Ощущения эти странным образом его изменили. Совсем немного, но изменили. Андреас вдруг поняло, что сила, которую он считал у Итана, на самом деле была его слабостью. Что-то припомнилось о самопожертвовании и бескорыстии. О гордости и чести. Захотелось встать во весь рост и перестать корчиться в страхе.

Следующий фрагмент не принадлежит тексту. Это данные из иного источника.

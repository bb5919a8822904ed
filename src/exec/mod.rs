//! # Execution engine (C6)
//!
//! A column-oriented row set plus the four materialization operations
//! (spec §4.5). Single-threaded within one selection; selections run in
//! parallel across workers (§5), each against its own `RowSet` built from
//! the shared, read-only input table.

use std::cmp::Ordering;
use std::collections::HashMap;

use thiserror::Error;

use crate::expr::{eval, Ast};
use crate::universe::{AggregateFunc, Direction};
use crate::value::{PartitionKey, Value};

pub mod limits;
pub use limits::{QueryTimeout, ResourceError, ResourceLimits, TimeoutError};

#[derive(Debug, Error)]
pub enum ExecError {
    #[error("column '{0}' already exists with a different definition")]
    ColumnConflict(String),
    #[error("column '{0}' is not materialized")]
    MissingColumn(String),
}

/// An ordered table of records keyed by stable row index (spec §3 "Row
/// set"). Columns are appended one at a time by the plan compiler's
/// materialization steps; nothing is ever mutated in place once written.
#[derive(Debug, Default)]
pub struct RowSet {
    row_count: usize,
    columns: HashMap<String, Vec<Value>>,
    column_order: Vec<String>,
}

impl RowSet {
    pub fn new(row_count: usize) -> Self {
        RowSet {
            row_count,
            columns: HashMap::new(),
            column_order: Vec::new(),
        }
    }

    pub fn row_count(&self) -> usize {
        self.row_count
    }

    pub fn has_column(&self, name: &str) -> bool {
        self.columns.contains_key(name)
    }

    pub fn column(&self, name: &str) -> Result<&[Value], ExecError> {
        self.columns
            .get(name)
            .map(Vec::as_slice)
            .ok_or_else(|| ExecError::MissingColumn(name.to_string()))
    }

    pub fn column_names(&self) -> &[String] {
        &self.column_order
    }

    /// Appends a fully materialized column. Idempotent per spec §4.5: a
    /// second append of an identical definition for the same name is a
    /// no-op; a conflicting one is a [`ExecError::ColumnConflict`].
    pub fn append_column(&mut self, name: &str, values: Vec<Value>) -> Result<(), ExecError> {
        debug_assert_eq!(values.len(), self.row_count);
        if let Some(existing) = self.columns.get(name) {
            return if existing == &values {
                Ok(())
            } else {
                Err(ExecError::ColumnConflict(name.to_string()))
            };
        }
        self.columns.insert(name.to_string(), values);
        self.column_order.push(name.to_string());
        Ok(())
    }

    /// `append_expression(col_name, ast)`: evaluates `ast` per row over
    /// currently materialized columns. No gating is applied — expressions
    /// are pure functions of their referents (spec §4.4 step 3).
    pub fn append_expression(&mut self, name: &str, ast: &Ast) -> Result<(), ExecError> {
        let values: Vec<Value> = (0..self.row_count)
            .map(|row| {
                let resolve = |code: &str| self.row_value(code, row);
                eval(ast, &resolve)
            })
            .collect();
        self.append_column(name, values)
    }

    /// `append_mask(col_name, ast)`: equivalent to `append_expression`
    /// collapsed to a strict boolean (null ⇒ false), used for filter and
    /// level-mask columns.
    pub fn append_mask(&mut self, name: &str, ast: &Ast) -> Result<(), ExecError> {
        let values: Vec<Value> = (0..self.row_count)
            .map(|row| {
                let resolve = |code: &str| self.row_value(code, row);
                Value::Bool(eval(ast, &resolve).truthy())
            })
            .collect();
        self.append_column(name, values)
    }

    /// Conjunction of `columns` (already-materialized boolean columns),
    /// used for filter-level-mask (`filters_level_L`) and the final
    /// `is_selected` step (spec §4.4 steps 5 & "after the last level").
    pub fn append_conjunction(&mut self, name: &str, columns: &[String]) -> Result<(), ExecError> {
        let mut values = Vec::with_capacity(self.row_count);
        for row in 0..self.row_count {
            let mut all_true = true;
            for col in columns {
                if !self.column(col)?[row].truthy() {
                    all_true = false;
                    break;
                }
            }
            values.push(Value::Bool(all_true));
        }
        self.append_column(name, values)
    }

    /// `failed_filters`: semicolon-joined list of filter column names
    /// whose value is false for that row (spec §4.4, Open Question:
    /// delimiter fixed to `;`).
    pub fn append_failed_filters(&mut self, name: &str, filter_columns: &[String]) -> Result<(), ExecError> {
        let mut values = Vec::with_capacity(self.row_count);
        for row in 0..self.row_count {
            let mut failed = Vec::new();
            for col in filter_columns {
                if !self.column(col)?[row].truthy() {
                    failed.push(col.clone());
                }
            }
            values.push(Value::string(failed.join(";")));
        }
        self.append_column(name, values)
    }

    /// `append_rank(col_name, ordering, partition_by)`: assigns a 1-based
    /// rank per partition, ordered by `ordering` (gating keys first, then
    /// declared rank keys — spec §4.4's "Ordering of multiple rank keys").
    /// Ties break by original row order (stable sort); nulls sort last
    /// regardless of direction.
    pub fn append_rank(
        &mut self,
        name: &str,
        ordering: &[(String, Direction)],
        partition_by: Option<&str>,
    ) -> Result<(), ExecError> {
        let key_columns: Vec<(&[Value], Direction)> = ordering
            .iter()
            .map(|(col, dir)| Ok((self.column(col)?, *dir)))
            .collect::<Result<_, ExecError>>()?;

        let partitions = self.partition_indices(partition_by)?;
        let mut ranks = vec![Value::Null; self.row_count];

        for mut indices in partitions.into_values() {
            indices.sort_by(|&a, &b| compare_ranked(&key_columns, a, b));
            for (pos, idx) in indices.into_iter().enumerate() {
                ranks[idx] = Value::Int((pos + 1) as i64);
            }
        }

        self.append_column(name, ranks)
    }

    /// `append_aggregate`: windowed reduction of `source` over the
    /// partition, optionally a running (ordered) aggregate when
    /// `direction` is set (spec §4.4 step 3, "Aggregate step").
    /// `gating_columns` are the `preceding_masks` in effect for this
    /// level; a row whose gating doesn't hold contributes `func`'s
    /// identity element instead of its own source value.
    #[allow(clippy::too_many_arguments)]
    pub fn append_aggregate(
        &mut self,
        name: &str,
        source: &str,
        func: AggregateFunc,
        direction: Option<Direction>,
        partition_by: Option<&str>,
        gating_columns: &[String],
    ) -> Result<(), ExecError> {
        let source_values = self.column(source)?.to_vec();
        let gate_columns: Vec<&[Value]> = gating_columns
            .iter()
            .map(|c| self.column(c))
            .collect::<Result<_, ExecError>>()?;

        let gated = |row: usize| gate_columns.iter().all(|g| g[row].truthy());

        let partitions = self.partition_indices(partition_by)?;
        let mut out = vec![Value::Null; self.row_count];

        for indices in partitions.into_values() {
            match direction {
                None => {
                    let value = reduce(func, indices.iter().copied(), &source_values, &gated);
                    for &idx in &indices {
                        out[idx] = value.clone();
                    }
                }
                Some(dir) => {
                    self.running_aggregate(
                        func,
                        dir,
                        &indices,
                        &source_values,
                        &gated,
                        &mut out,
                    );
                }
            }
        }

        self.append_column(name, out)
    }

    #[allow(clippy::too_many_arguments)]
    fn running_aggregate(
        &self,
        func: AggregateFunc,
        dir: Direction,
        indices: &[usize],
        source_values: &[Value],
        gated: &dyn Fn(usize) -> bool,
        out: &mut [Value],
    ) {
        let mut sorted: Vec<usize> = indices.to_vec();
        sorted.sort_by(|&a, &b| {
            compare_ranked(&[(source_values, dir)], a, b)
        });

        let mut sum = 0.0_f64;
        let mut count: i64 = 0;
        let mut min = f64::INFINITY;
        let mut max = f64::NEG_INFINITY;
        let mut avg_sum = 0.0_f64;
        let mut avg_count: i64 = 0;

        let mut i = 0;
        while i < sorted.len() {
            let mut j = i;
            let key = &source_values[sorted[i]];
            while j < sorted.len() && same_order_key(key, &source_values[sorted[j]]) {
                j += 1;
            }
            // Accumulate contributions from the whole tie-group before
            // writing results, since "precedes or equals" includes ties.
            for &idx in &sorted[i..j] {
                if gated(idx) {
                    count += 1;
                    let v = &source_values[idx];
                    if let Some(f) = v.as_f64() {
                        sum += f;
                        min = min.min(f);
                        max = max.max(f);
                        avg_sum += f;
                        avg_count += 1;
                    }
                }
            }
            let value = match func {
                AggregateFunc::Sum => Value::Float(sum),
                AggregateFunc::Count => Value::Int(count),
                AggregateFunc::Min => {
                    if avg_count == 0 {
                        Value::Null
                    } else {
                        Value::Float(min)
                    }
                }
                AggregateFunc::Max => {
                    if avg_count == 0 {
                        Value::Null
                    } else {
                        Value::Float(max)
                    }
                }
                AggregateFunc::Avg => {
                    if avg_count == 0 {
                        Value::Null
                    } else {
                        Value::Float(avg_sum / avg_count as f64)
                    }
                }
            };
            for &idx in &sorted[i..j] {
                out[idx] = value.clone();
            }
            i = j;
        }
    }

    fn partition_indices(&self, partition_by: Option<&str>) -> Result<HashMap<PartitionKey, Vec<usize>>, ExecError> {
        let mut partitions: HashMap<PartitionKey, Vec<usize>> = HashMap::new();
        match partition_by {
            None => {
                partitions.insert(PartitionKey::Null, (0..self.row_count).collect());
            }
            Some(col) => {
                let values = self.column(col)?;
                for (row, v) in values.iter().enumerate() {
                    partitions.entry(PartitionKey::from(v)).or_default().push(row);
                }
            }
        }
        Ok(partitions)
    }

    fn row_value(&self, code: &str, row: usize) -> Value {
        self.columns
            .get(code)
            .map(|col| col[row].clone())
            .unwrap_or(Value::Null)
    }
}

fn same_order_key(a: &Value, b: &Value) -> bool {
    match (a.is_null(), b.is_null()) {
        (true, true) => true,
        (true, false) | (false, true) => false,
        (false, false) => a == b,
    }
}

fn reduce(
    func: AggregateFunc,
    rows: impl Iterator<Item = usize>,
    source_values: &[Value],
    gated: &dyn Fn(usize) -> bool,
) -> Value {
    let mut sum = 0.0_f64;
    let mut count: i64 = 0;
    let mut min = f64::INFINITY;
    let mut max = f64::NEG_INFINITY;
    let mut avg_sum = 0.0_f64;
    let mut avg_count: i64 = 0;

    for row in rows {
        if !gated(row) {
            continue;
        }
        count += 1;
        if let Some(f) = source_values[row].as_f64() {
            sum += f;
            min = min.min(f);
            max = max.max(f);
            avg_sum += f;
            avg_count += 1;
        }
    }

    match func {
        AggregateFunc::Sum => Value::Float(sum),
        AggregateFunc::Count => Value::Int(count),
        AggregateFunc::Min => {
            if avg_count == 0 {
                Value::Null
            } else {
                Value::Float(min)
            }
        }
        AggregateFunc::Max => {
            if avg_count == 0 {
                Value::Null
            } else {
                Value::Float(max)
            }
        }
        AggregateFunc::Avg => {
            if avg_count == 0 {
                Value::Null
            } else {
                Value::Float(avg_sum / avg_count as f64)
            }
        }
    }
}

/// Lexicographic comparator over an ordered key list; nulls always sort
/// last regardless of each key's direction (spec §4.4 "Nulls").
fn compare_ranked(keys: &[(&[Value], Direction)], a: usize, b: usize) -> Ordering {
    for (col, dir) in keys {
        let va = &col[a];
        let vb = &col[b];
        let ord = match (va.is_null(), vb.is_null()) {
            (true, true) => Ordering::Equal,
            (true, false) => Ordering::Greater,
            (false, true) => Ordering::Less,
            (false, false) => {
                let c = va.partial_cmp(vb).unwrap_or(Ordering::Equal);
                if *dir == Direction::Desc {
                    c.reverse()
                } else {
                    c
                }
            }
        };
        if ord != Ordering::Equal {
            return ord;
        }
    }
    Ordering::Equal
}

Но эти мысли были очень нестойки, и желание поквитаться с жестоким миром вскоре унесло их, как дуновение ветра уносит пушинку.
— Ирментруда Ирина, — стискивая холодную колкую звезду потными липкими пальцами, шептал в темноте Андреас, — услышь меня! Ирина, я к тебе взываю! Ты моя последняя надежда! Услышь…
Его голос, полный тоски и отчаяния, пронесся над каменистой пустыней и над морем, от него задрожали цветы в гроте, где спала Ирина, объевшаяся экзотических фруктов и перепачканная до ушей сладким соком, и та вздрогнула и проснулась, услыхав знакомый голос, пронесшийся над зеленью и цветами.
— Андреас?! — не веря ушам своим, вскричала она, подскочив на ноги. — Это ты?! Но как это возможно? Итан снова тебе звезду дал?!
Она припомнила трагедию, развернувшуюся совсем недавно перед ее глазами, и губы ее гневно изогнулись.
— Никогда, — шипела она, — ни за что я ему служить больше не буду! Так и передай ему! После того, как он подарил звезду этой дряни! После того, как он расстелился перед ней, словно тряпка! Я слышала все слова, что он говорил ей! Я видела, как он трепетал и склонялся перед нею! Он пытался выпросить у нее то же самое, что и Эван — ласку и любовь! Старый дурак с прокисшими мозгами… какое же ничтожество!
— Не он мне дал звезду, — с отчаянием воскликнул Андреас, перебив Ирину. — Разве ты не видишь?! Я сам добыл ее, с кровью и болью, из своей кожи!